**Your assignment:** Starting with the first line below, reproduce each line exactly until you have included the one bearing "which the App".

[Items listed in a dataset]
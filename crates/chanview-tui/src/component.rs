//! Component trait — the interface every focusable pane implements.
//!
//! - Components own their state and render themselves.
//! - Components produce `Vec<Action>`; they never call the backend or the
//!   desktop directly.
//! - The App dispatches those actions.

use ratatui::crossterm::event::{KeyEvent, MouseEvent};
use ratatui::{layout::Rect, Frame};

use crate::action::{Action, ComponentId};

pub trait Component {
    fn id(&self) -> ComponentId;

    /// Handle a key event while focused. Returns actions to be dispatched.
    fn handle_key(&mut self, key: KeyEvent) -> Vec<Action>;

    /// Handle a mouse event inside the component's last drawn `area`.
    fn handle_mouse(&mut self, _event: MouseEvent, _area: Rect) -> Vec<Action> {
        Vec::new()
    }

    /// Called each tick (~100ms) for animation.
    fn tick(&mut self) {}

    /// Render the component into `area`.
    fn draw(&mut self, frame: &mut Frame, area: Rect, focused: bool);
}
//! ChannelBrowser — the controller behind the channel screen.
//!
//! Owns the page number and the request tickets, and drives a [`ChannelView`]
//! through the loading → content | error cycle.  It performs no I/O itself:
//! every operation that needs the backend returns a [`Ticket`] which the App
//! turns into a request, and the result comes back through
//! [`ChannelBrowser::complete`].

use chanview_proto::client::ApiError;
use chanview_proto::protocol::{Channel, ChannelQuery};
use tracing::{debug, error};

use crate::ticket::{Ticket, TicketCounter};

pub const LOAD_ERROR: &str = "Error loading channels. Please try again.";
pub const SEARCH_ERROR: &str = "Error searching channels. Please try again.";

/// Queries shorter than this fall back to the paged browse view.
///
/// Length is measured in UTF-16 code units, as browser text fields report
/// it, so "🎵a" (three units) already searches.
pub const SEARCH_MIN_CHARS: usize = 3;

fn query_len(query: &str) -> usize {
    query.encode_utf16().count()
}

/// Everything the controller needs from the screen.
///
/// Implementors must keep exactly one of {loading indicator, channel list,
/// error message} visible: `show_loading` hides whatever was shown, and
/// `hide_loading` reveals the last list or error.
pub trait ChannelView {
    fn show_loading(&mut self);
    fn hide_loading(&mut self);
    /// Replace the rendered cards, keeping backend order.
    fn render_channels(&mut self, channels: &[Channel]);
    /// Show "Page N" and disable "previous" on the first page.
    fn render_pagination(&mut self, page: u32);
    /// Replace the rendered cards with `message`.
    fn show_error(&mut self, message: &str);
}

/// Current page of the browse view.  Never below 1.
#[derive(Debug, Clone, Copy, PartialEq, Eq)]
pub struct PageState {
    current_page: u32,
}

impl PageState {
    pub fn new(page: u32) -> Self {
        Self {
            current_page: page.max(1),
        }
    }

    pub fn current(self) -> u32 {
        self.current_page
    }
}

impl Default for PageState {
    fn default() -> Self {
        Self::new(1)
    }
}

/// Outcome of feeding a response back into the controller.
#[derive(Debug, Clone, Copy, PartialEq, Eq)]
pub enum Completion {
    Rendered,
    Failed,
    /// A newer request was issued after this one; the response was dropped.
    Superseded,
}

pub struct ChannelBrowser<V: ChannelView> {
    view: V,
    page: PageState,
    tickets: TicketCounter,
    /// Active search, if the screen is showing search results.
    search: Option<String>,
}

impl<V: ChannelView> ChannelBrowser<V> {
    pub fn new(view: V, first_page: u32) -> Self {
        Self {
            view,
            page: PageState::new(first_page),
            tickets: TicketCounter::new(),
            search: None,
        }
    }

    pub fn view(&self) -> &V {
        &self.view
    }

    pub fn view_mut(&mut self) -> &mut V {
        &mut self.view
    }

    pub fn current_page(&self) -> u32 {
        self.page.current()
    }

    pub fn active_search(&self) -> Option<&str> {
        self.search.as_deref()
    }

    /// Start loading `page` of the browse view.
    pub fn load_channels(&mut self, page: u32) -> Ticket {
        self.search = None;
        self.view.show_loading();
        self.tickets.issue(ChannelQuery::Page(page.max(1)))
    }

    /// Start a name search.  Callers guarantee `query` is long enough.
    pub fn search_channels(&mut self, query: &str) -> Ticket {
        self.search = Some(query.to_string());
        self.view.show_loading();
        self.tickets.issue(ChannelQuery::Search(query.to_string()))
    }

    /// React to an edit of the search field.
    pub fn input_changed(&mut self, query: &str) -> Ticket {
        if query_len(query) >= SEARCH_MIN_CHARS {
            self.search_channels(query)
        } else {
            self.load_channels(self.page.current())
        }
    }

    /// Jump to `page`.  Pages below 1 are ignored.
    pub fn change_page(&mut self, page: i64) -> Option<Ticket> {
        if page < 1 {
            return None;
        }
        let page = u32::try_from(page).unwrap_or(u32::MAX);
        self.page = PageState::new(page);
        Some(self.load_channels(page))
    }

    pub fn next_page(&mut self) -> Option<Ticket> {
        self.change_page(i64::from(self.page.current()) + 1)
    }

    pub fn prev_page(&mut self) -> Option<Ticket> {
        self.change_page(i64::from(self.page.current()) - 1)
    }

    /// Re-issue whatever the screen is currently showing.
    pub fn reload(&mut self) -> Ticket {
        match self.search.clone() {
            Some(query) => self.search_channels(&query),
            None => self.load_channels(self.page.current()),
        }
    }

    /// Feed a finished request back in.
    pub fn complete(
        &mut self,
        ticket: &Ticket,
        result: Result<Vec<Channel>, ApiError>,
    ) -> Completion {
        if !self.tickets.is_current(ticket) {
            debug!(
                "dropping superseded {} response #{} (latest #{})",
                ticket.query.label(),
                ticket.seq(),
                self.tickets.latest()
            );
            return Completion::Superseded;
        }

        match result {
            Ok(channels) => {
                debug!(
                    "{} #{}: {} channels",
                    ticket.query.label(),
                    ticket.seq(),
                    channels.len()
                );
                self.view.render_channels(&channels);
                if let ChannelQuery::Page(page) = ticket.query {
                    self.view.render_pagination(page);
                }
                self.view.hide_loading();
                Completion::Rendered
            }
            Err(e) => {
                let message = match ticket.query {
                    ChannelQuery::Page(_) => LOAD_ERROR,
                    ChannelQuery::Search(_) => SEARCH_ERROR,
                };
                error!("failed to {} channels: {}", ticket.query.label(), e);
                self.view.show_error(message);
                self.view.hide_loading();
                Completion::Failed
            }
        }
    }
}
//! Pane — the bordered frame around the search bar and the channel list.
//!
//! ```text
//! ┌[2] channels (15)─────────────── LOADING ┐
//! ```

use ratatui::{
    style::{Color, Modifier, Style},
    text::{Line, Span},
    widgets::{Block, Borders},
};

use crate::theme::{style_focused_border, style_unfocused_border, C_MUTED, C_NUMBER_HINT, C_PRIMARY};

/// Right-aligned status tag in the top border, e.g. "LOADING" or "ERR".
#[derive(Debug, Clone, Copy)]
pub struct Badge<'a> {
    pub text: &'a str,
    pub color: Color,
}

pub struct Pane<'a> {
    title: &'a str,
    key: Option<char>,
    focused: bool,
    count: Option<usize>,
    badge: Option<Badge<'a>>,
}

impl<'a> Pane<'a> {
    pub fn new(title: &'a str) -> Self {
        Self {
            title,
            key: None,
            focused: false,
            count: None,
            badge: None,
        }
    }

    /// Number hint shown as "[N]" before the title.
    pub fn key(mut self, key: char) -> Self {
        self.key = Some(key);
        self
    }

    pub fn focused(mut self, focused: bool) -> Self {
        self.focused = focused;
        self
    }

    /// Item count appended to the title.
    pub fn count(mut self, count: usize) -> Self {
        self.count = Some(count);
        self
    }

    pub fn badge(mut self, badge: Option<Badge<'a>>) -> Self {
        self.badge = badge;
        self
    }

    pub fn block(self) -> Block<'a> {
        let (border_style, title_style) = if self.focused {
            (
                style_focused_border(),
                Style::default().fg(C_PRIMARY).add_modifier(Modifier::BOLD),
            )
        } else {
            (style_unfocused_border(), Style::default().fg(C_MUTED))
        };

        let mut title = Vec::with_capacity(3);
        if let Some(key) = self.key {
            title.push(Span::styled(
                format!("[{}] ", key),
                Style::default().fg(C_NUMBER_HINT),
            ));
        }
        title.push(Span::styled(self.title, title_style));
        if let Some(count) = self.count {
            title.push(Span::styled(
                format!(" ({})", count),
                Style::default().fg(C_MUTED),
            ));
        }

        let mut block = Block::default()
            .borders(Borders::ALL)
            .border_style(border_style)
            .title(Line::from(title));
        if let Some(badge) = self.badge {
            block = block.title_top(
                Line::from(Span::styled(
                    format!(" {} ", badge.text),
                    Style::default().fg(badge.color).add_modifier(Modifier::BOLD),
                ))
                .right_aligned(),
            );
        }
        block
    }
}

**Exercise solution:**
filename crates/chanview-tui/src/component.rs
//! Component trait — the interface every focusable pane implements.
//!
//! - Components own their state and render themselves.
//! - Components produce `Vec<Action>`; they never call the backend or the
//!   desktop directly.
//! - The App dispatches those actions.

use ratatui::crossterm::event::{KeyEvent, MouseEvent};
use ratatui::{layout::Rect, Frame};

use crate::action::{Action, ComponentId};

pub trait Component {
    fn id(&self) -> ComponentId;

    /// Handle a key event while focused. Returns actions to be dispatched.
    fn handle_key(&mut self, key: KeyEvent) -> Vec<Action>;

    /// Handle a mouse event inside the component's last drawn `area`.
    fn handle_mouse(&mut self, _event: MouseEvent, _area: Rect) -> Vec<Action> {
        Vec::new()
    }

    /// Called each tick (~100ms) for animation.
    fn tick(&mut self) {}

    /// Render the component into `area`.
    fn draw(&mut self, frame: &mut Frame, area: Rect, focused: bool);
}
//! ChannelBrowser — the controller behind the channel screen.
//!
//! Owns the page number and the request tickets, and drives a [`ChannelView`]
//! through the loading → content | error cycle.  It performs no I/O itself:
//! every operation that needs the backend returns a [`Ticket`] which the App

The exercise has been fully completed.